**Material for this task**
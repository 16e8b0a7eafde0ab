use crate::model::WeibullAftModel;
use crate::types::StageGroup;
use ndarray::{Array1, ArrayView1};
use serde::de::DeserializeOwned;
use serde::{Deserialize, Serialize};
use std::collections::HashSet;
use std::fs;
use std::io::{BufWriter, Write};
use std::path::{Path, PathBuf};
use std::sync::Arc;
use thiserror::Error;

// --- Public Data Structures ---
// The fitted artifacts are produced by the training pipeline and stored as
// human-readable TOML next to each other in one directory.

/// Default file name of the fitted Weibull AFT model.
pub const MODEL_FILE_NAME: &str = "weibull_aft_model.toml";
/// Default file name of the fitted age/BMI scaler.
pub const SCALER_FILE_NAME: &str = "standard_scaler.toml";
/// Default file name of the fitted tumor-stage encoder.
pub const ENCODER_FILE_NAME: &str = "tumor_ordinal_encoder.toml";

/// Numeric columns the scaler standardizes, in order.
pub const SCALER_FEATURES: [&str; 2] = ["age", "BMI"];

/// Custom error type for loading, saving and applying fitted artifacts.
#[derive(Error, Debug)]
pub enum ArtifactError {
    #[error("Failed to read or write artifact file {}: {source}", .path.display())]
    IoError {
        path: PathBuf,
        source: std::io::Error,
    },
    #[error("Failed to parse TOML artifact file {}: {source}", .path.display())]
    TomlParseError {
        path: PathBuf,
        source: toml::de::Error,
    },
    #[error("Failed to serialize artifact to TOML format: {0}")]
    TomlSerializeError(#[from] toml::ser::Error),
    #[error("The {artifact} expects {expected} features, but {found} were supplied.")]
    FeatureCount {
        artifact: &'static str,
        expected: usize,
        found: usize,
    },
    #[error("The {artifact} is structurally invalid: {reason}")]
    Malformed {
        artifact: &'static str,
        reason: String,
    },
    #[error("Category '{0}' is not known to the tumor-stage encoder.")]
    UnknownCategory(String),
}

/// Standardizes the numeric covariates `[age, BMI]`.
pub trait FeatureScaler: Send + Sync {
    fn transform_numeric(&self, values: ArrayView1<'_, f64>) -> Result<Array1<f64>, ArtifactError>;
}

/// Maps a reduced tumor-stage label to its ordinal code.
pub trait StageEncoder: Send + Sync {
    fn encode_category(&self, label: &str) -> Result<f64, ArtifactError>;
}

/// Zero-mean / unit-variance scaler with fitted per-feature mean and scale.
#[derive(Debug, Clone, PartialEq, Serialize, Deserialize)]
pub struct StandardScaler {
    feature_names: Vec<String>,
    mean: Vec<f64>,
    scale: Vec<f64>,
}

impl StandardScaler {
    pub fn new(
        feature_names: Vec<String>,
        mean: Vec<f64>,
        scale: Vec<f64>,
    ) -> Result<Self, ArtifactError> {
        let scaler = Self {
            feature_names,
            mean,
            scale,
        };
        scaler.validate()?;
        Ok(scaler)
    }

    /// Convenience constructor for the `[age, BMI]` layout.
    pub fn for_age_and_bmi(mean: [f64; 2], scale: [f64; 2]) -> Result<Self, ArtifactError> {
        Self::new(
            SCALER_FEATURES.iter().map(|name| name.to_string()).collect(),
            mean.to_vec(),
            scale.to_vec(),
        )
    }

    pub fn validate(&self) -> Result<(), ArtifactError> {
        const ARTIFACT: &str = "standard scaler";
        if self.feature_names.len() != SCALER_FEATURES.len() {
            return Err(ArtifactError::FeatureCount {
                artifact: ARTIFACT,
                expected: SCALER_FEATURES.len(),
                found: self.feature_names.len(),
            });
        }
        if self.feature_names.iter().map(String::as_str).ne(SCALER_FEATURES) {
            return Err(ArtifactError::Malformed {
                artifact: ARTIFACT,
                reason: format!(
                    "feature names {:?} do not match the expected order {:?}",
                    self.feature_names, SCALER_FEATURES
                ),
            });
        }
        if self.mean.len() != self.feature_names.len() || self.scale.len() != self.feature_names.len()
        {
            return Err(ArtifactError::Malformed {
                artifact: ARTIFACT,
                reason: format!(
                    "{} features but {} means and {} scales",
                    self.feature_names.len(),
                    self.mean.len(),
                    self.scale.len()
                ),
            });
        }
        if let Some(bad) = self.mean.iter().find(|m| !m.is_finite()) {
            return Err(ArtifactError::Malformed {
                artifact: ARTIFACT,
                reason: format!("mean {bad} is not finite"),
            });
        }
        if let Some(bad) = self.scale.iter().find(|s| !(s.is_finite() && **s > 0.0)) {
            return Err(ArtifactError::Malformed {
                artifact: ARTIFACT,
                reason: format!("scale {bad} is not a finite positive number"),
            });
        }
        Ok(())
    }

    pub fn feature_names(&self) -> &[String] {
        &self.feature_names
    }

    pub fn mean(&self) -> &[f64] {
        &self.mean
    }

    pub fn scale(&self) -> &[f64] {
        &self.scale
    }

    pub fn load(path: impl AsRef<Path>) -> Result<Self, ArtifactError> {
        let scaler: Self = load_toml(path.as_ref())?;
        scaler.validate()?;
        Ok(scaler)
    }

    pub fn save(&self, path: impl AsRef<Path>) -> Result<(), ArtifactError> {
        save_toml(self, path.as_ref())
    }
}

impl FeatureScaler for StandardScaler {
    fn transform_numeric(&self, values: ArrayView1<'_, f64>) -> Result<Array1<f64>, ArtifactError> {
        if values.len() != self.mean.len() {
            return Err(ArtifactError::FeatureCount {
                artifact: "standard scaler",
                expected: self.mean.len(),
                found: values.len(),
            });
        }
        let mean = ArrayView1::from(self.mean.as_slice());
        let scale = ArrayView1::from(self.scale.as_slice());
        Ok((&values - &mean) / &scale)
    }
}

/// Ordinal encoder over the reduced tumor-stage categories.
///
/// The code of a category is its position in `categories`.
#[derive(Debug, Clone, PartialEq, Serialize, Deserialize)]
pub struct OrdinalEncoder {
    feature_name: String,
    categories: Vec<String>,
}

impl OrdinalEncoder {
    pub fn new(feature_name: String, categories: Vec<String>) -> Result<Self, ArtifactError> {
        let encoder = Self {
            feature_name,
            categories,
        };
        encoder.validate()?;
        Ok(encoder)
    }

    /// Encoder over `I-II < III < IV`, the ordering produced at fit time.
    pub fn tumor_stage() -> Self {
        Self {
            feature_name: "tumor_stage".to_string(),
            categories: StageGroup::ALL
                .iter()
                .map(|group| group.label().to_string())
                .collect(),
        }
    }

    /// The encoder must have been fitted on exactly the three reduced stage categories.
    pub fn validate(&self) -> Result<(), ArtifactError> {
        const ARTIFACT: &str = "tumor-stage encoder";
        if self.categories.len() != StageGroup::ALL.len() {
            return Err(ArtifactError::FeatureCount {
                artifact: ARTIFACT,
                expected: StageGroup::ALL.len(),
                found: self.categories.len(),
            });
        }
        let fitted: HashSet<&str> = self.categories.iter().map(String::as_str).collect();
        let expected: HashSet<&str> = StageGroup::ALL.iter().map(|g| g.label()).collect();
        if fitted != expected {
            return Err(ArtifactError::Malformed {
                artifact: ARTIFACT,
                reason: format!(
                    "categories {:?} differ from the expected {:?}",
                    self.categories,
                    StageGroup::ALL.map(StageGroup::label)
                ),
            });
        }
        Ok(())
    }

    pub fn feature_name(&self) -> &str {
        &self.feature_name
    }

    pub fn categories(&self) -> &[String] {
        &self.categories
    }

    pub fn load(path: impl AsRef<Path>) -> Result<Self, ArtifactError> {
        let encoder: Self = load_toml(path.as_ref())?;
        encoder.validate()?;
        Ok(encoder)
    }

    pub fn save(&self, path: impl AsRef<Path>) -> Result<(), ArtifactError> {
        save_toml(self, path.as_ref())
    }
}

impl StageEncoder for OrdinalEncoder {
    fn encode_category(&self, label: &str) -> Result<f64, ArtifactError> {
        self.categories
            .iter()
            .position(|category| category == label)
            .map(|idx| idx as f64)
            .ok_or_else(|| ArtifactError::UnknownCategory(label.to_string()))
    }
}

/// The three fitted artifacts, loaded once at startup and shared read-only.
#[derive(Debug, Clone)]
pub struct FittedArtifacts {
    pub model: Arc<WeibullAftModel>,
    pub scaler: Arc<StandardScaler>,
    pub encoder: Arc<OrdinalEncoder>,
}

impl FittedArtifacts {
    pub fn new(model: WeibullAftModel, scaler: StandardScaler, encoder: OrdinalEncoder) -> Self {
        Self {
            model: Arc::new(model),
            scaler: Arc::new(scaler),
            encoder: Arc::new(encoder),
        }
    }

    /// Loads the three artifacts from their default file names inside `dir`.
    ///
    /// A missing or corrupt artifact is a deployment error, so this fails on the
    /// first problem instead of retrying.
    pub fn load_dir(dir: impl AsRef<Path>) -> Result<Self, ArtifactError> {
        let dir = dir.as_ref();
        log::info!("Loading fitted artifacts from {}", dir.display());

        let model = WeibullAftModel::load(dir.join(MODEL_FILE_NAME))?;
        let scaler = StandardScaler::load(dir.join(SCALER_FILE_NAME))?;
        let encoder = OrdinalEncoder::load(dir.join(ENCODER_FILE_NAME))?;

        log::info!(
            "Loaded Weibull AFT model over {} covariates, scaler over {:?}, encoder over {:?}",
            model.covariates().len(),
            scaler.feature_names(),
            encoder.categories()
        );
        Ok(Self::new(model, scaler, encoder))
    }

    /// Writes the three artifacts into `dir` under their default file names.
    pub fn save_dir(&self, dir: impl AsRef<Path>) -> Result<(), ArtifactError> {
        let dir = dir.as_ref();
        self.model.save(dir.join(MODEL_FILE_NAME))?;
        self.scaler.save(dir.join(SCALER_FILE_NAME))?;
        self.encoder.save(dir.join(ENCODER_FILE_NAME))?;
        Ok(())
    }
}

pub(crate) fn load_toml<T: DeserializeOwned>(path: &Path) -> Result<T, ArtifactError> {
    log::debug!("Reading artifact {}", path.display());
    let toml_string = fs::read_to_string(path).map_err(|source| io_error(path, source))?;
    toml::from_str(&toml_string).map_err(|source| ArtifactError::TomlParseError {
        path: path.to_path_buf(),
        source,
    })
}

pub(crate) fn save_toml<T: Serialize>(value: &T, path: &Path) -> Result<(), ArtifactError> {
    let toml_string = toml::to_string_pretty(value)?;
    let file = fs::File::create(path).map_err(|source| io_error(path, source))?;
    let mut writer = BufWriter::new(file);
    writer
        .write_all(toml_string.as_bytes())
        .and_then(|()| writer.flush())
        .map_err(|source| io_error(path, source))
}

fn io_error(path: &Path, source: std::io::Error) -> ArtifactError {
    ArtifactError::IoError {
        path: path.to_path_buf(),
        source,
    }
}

**About this exercise**
Each line from the beginning of the entries to the line with "pub enum ArtifactError" must be repeated exactly, with both end lines kept and no other lines given.

**Answer box**
repository 16e8b0a7eafde0ab
use crate::model::WeibullAftModel;
use crate::types::StageGroup;
use ndarray::{Array1, ArrayView1};
use serde::de::DeserializeOwned;
use serde::{Deserialize, Serialize};
use std::collections::HashSet;
use std::fs;
use std::io::{BufWriter, Write};
use std::path::{Path, PathBuf};
use std::sync::Arc;
use thiserror::Error;

// --- Public Data Structures ---
// The fitted artifacts are produced by the training pipeline and stored as
// human-readable TOML next to each other in one directory.

/// Default file name of the fitted Weibull AFT model.
pub const MODEL_FILE_NAME: &str = "weibull_aft_model.toml";
/// Default file name of the fitted age/BMI scaler.
pub const SCALER_FILE_NAME: &str = "standard_scaler.toml";
/// Default file name of the fitted tumor-stage encoder.
pub const ENCODER_FILE_NAME: &str = "tumor_ordinal_encoder.toml";

/// Numeric columns the scaler standardizes, in order.
pub const SCALER_FEATURES: [&str; 2] = ["age", "BMI"];

/// Custom error type for loading, saving and applying fitted artifacts.
#[derive(Error, Debug)]
pub enum ArtifactError {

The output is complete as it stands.